A part of me remembered this, that here I lost consciousness, and soon I was rescued. That part of me also knew that this time there would be no rescue, not even unconsciousness to relieve the grasping terror. Only the cold, airless depths. Forever.

…and then I was lying on the floor in Dr. Crane's office, my head in Al's lap, trying to scream against her hand as she held me still.

"Y equals mx plus b," she said firmly. I drew a shuddery breath, and she took her hand away from my mouth. "Quadratic formula: x equals…"

"N…negative…" I took a deeper breath. "Negative b plus or minus, um…the square root of…the square root of b squared minus four ac over two a."

"You okay now?"

"F-f-fine." I curled up into a ball, shivering.
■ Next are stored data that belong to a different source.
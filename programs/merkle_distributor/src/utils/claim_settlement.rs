use anchor_lang::prelude::*;

use crate::error::*;
use crate::state::{ClaimStatus, MerkleDistributor};
use crate::utils::{compute_leaf, verify, ClaimableAmounts};

/// Who is claiming, through which instruction family, and when
#[derive(Clone, Copy, Debug)]
pub struct ClaimRequest {
    pub claimant: Pubkey,
    /// Operator that co-signed the transaction, if any
    pub operator: Option<Pubkey>,
    /// Claim-and-stake instruction family
    pub staking: bool,
    pub curr_slot: u64,
    pub curr_ts: i64,
}

/**
 * State transition of a first claim
 *
 * Runs every check of a first claim and applies its effects to the
 * distributor counters and the freshly created claim status. The caller moves
 * the returned amounts out of the vault within the same transaction.
 *
 * Order:
 * 1. Claim type and operator authorization
 * 2. Merkle proof of (claimant, unlocked, locked)
 * 3. Activation, expiry and vesting start
 * 4. Node and amount caps
 */
pub fn settle_new_claim(
    distributor: &mut MerkleDistributor,
    distributor_key: Pubkey,
    claim_status: &mut ClaimStatus,
    request: &ClaimRequest,
    amount_unlocked: u64,
    amount_locked: u64,
    proof: Vec<[u8; 32]>,
) -> Result<ClaimableAmounts> {
    distributor.authorize_claim(request.operator, request.staking)?;

    let leaf = compute_leaf(&request.claimant, amount_unlocked, amount_locked);
    require!(
        verify(proof, distributor.root, leaf),
        DistributorError::InvalidProof
    );

    let current_point = distributor.current_point(request.curr_slot, request.curr_ts)?;
    let claimable = ClaimableAmounts::for_new_claim(
        distributor,
        amount_unlocked,
        amount_locked,
        request.curr_ts,
        current_point,
    )?;

    distributor.accept_new_claim(amount_unlocked, amount_locked, claimable.bonus)?;
    claim_status.initialize(
        distributor_key,
        distributor,
        request.claimant,
        amount_unlocked,
        amount_locked,
        claimable.bonus,
    );
    distributor.record_claimed(claimable.base_amount()?, claimable.bonus)?;

    Ok(claimable)
}

/// State transition of a claim against an existing claim status
///
/// Nothing withdrawable is an error rather than a no-op.
pub fn settle_locked_claim(
    distributor: &mut MerkleDistributor,
    claim_status: &mut ClaimStatus,
    request: &ClaimRequest,
) -> Result<ClaimableAmounts> {
    distributor.authorize_claim(request.operator, request.staking)?;

    let current_point = distributor.current_point(request.curr_slot, request.curr_ts)?;
    let claimable = ClaimableAmounts::for_existing_claim(
        claim_status,
        distributor,
        request.curr_ts,
        current_point,
    )?;
    require!(
        claimable.locked > 0,
        DistributorError::InsufficientUnlockedTokens
    );

    claim_status.record_withdrawal(claimable.locked)?;
    distributor.record_claimed(claimable.locked, 0)?;

    Ok(claimable)
}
And then, I was fourteen and my mother was breaking down, and my father's voice spoke in my ear: "It runs in the blood, you know." He continued, speaking aloud what he had only implied before: "you did this to her and she'll do it to you and that's why I'll never love you, and you—"

"Seven times twelve!"

"Eighty…four," I said, and wiped the tears from my eyes. "I guess now we know what it does."

---

Al must have gone through hell getting me home that night. I don't remember. The waking nightmares kept hitting me, though decreasing in frequency, duration, and intensity as the night went on. By the end of the night, I could hear Al over the voices of my childhood demons, prompting me with math problems and formulas, forcing my rational mind to focus on something other than the fear.

When I was lucid, I still found myself gripped by the memory of my mother when she lost control and began to see things that weren't there. At those times, Al was still with me, reminding me that every light in the apartment was blazing, that I was cocooned in blankets to keep out the cold—mostly, that I wasn't alone.

At the end, I dreamed that she got fed up and abandoned me. Then I heard her voice calmly repeating the Pythagorean Theorem. After that I fell asleep and didn't dream.